愛はコンビニでも買えるけれど、もう少し探そうよ。
6月20日は父の日。毎年広告やキャンペーンでも大きく取り上げられる母の日に比べて少し影が薄いような父の日。今年はお父さんにも感謝を伝えてみませんか?
わたしと父の思い出
わたしの父は無口だ。超おしゃべりで趣味の合う母とは、永遠に話してられるけれど、父とは送り迎えをしてくれる車の中でもイヤホンをつけて音楽を聴いてしまうくらいあまり会話がない。でもそんな父との間には「ずっと忘れられない思い出」と、「救われた言葉」がある。
思春期の娘と父と夏フェス
高校生の頃、音楽の趣味ほぼ一緒の母とずっと「行きたいね!」と話していた夏フェスに行く約束をした。初めての夏フェスで、「こんなにアーティストが出るのか」と豪華すぎる出演者たちに心を踊らせていた。しかし、当日の朝に事件は起こった。
「母の二日酔い」だ。
前日、会社の付き合いで飲みすぎてしまった母は、遠出ができないような状況だった。今ならその気持ち、めちゃくちゃわかる…のだけれど当時のわたしは大号泣。悔しくて、何度も「行こう!」と粘った。
すると、今ドキの音楽なんて全く知らないし、好んで暑い場所に行くなんて考えられない父が「お父さんと行こう。」と声を上げた。「え…お父さんと?」という戸惑いはあったけれど、フェスに行ける喜びが勝ち、初めてのフェスはお父さんと行くこととなった。
最初は、イケイケの若者やアウトドアを好むおしゃれな人々で溢れかえるフェスの中で、あまり会話もなくおとなしい親子は悪目立ちしているのではないかとチラチラ周りを気にしていた。しかし音楽の力はすごい。超楽しい。大勢で楽しむ臨場感とCDで聴くのと全く違う生の歌声に感動した。このあとの人生に何度も影響を与えてくれたスピッツとの出会いの場にもなった。本当に行ってよかった。
父は楽しめているのか気になった。普段さだまさしとか南こうせつを好んでいるひとだ。でも、父も「このひとたちいいね。」というアーティストを見つけていた。数日後に一緒に行ったTSUTAYAで、その人達のCDをレンタルしていた父をみて素直に嬉しかった。照れくさくて忘れられない父との思い出。父にとってもいい思い出になっていたら嬉しいな。
夢を応援してくれた静かな言葉
わたしの夢は「コピーライター」になること。学生の頃からぼんやりと思っていた広告に携わりたいという気持ちは、業界のひとと話したり、いろんな本を読む中で次第に大きくなっていった。その中で、言葉で人の心を動かす「コピーライター」になりたい。という想いが芽生えた。久しぶりに夢ができた。

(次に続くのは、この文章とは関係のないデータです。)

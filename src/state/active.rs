// Active collection - the one piece of state shared between screens
//
// The collections screen writes it through a `CollectionSelector`; the chat
// screen only ever sees the effective value, reconciled against the location.

use crate::model::CollectionId;
use tracing::debug;

/// Effective active collection: an id embedded in the location wins over the
/// remembered selection, and absence of both means "no selection".
pub fn effective_collection(
    route_id: Option<&CollectionId>,
    selected: Option<&CollectionId>,
) -> Option<CollectionId> {
    route_id.or(selected).cloned()
}

#[derive(Debug, Default)]
pub struct ActiveCollection {
    current: Option<CollectionId>,
}

impl ActiveCollection {
    pub fn new() -> Self {
        Self::default()
    }

    /// Replaces the selection. `None` clears it. Does not navigate.
    pub fn set_active_collection(&mut self, id: Option<CollectionId>) {
        debug!(
            from = ?self.current.as_ref().map(CollectionId::as_str),
            to = ?id.as_ref().map(CollectionId::as_str),
            "Active collection changed"
        );
        self.current = id;
    }

    pub fn resolve_active_collection(&self, route_id: Option<&CollectionId>) -> Option<CollectionId> {
        effective_collection(route_id, self.current.as_ref())
    }

    pub fn current(&self) -> Option<&CollectionId> {
        self.current.as_ref()
    }

    /// Back to the state of a fresh session.
    pub fn reset(&mut self) {
        debug!("Active collection reset");
        self.current = None;
    }

    pub fn selector(&mut self) -> CollectionSelector<'_> {
        CollectionSelector { target: self }
    }
}

/// Handle given to the collections screen: it can read the selection and
/// replace it, nothing else.
pub struct CollectionSelector<'a> {
    target: &'a mut ActiveCollection,
}

impl CollectionSelector<'_> {
    pub fn select(&mut self, id: Option<CollectionId>) {
        self.target.set_active_collection(id);
    }

    pub fn selected(&self) -> Option<&CollectionId> {
        self.target.current()
    }
}

#[cfg(test)]
mod tests {
    use super::*;

    fn id(value: &str) -> CollectionId {
        CollectionId::new(value)
    }

    #[test]
    fn test_precedence_rule() {
        let a = id("a");
        let b = id("b");
        assert_eq!(effective_collection(Some(&a), Some(&b)), Some(a.clone()));
        assert_eq!(effective_collection(Some(&a), None), Some(a.clone()));
        assert_eq!(effective_collection(None, Some(&b)), Some(b));
        assert_eq!(effective_collection(None, None), None);
    }

    #[test]
    fn test_fresh_state_resolves_to_nothing() {
        let active = ActiveCollection::new();
        assert_eq!(active.current(), None);
        assert_eq!(active.resolve_active_collection(None), None);
    }

    #[test]
    fn test_selection_used_without_route_id() {
        let mut active = ActiveCollection::new();
        for value in ["abc123", "1", "", "with space"] {
            active.set_active_collection(Some(id(value)));
            assert_eq!(active.resolve_active_collection(None), Some(id(value)));
        }
    }

    #[test]
    fn test_route_id_wins_over_selection() {
        let mut active = ActiveCollection::new();
        active.set_active_collection(Some(id("id1")));
        let route_id = id("id2");
        assert_eq!(active.resolve_active_collection(Some(&route_id)), Some(route_id));
        // Resolving does not rewrite the selection
        assert_eq!(active.current(), Some(&id("id1")));
    }

    #[test]
    fn test_setting_same_id_twice_is_idempotent() {
        let mut active = ActiveCollection::new();
        active.set_active_collection(Some(id("same")));
        let first = active.resolve_active_collection(None);
        active.set_active_collection(Some(id("same")));
        assert_eq!(active.resolve_active_collection(None), first);
    }

    #[test]
    fn test_overwrite_keeps_no_history() {
        let mut active = ActiveCollection::new();
        active.set_active_collection(Some(id("first")));
        active.set_active_collection(Some(id("second")));
        assert_eq!(active.resolve_active_collection(None), Some(id("second")));
    }

    #[test]
    fn test_clearing_selection() {
        let mut active = ActiveCollection::new();
        active.set_active_collection(Some(id("abc")));
        active.set_active_collection(None);
        assert_eq!(active.current(), None);
        assert_eq!(active.resolve_active_collection(None), None);

        let route_id = id("still-works");
        assert_eq!(active.resolve_active_collection(Some(&route_id)), Some(route_id));
    }

    #[test]
    fn test_reset() {
        let mut active = ActiveCollection::new();
        active.set_active_collection(Some(id("abc")));
        active.reset();
        assert_eq!(active.resolve_active_collection(None), None);
    }

    #[test]
    fn test_selector_writes_through() {
        let mut active = ActiveCollection::new();
        {
            let mut selector = active.selector();
            assert_eq!(selector.selected(), None);
            selector.select(Some(id("picked")));
            assert_eq!(selector.selected(), Some(&id("picked")));
        }
        assert_eq!(active.resolve_active_collection(None), Some(id("picked")));

        active.selector().select(None);
        assert_eq!(active.resolve_active_collection(None), None);
    }
}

だから、広告業界に絞って就職活動を行った。周りがいろんな業界にエントリーしてとりあえず数社の内定を保険を手にし頑張っている中、わたしは内定ゼロのまま落ちまくっていた。
母は一番に私の夢を理解してくれていたし、応援してくれていた。しかしなかなか内定が出ずになれるかもわからない夢を追いかけるわたしが心配だったのだろう。「他の業界も受けてみれば?」と何度も逃げ道を用意してくれた母だったが、わたしは頑なに「広告だけでいく。」と譲らなかった。
ある日喧嘩になった。
「そんなにコピーライターになりたいんだったら、大学じゃなくて専門学校に行けばよかったじゃない。」と母が言った。そんな簡単に言うなと泣きながら言い訳を考えている中で、ずっと黙って話を聞いていた父が口を開いた。「大学に行って色んな経験をしたから、コピーライターになりたいって思えたんじゃないの。応援してあげようよ。」と。
後に母から聞いた話だが、母がずっとわたしの就職活動を心配してくれていたとき、父は「大丈夫。あの子ならどこかに入るよ。」と声をかけてくれていたそうだ。直接何もいわれなかったけど、父はずっとわたしのことを信じ、応援してくれていたのだ。
本日から公開されたサントリーの父の日ムービー。
わたしにとっては、素敵な過去になってるよ。
照れ隠しに「父の日」を使おう。
今日は父の日。一緒に暮らしていた頃はコンビニでコーヒーを買って渡すくらいだったけど、ひとり暮らしを始めてからはちょっとした贈り物を探すようになった。今年は念願の教頭先生になったお祝いに、良いネクタイを買ってあげようと思う。父に「ありがとう」って普段言うのは恥ずかしいけど今日なら言える!父の日って良い日だ!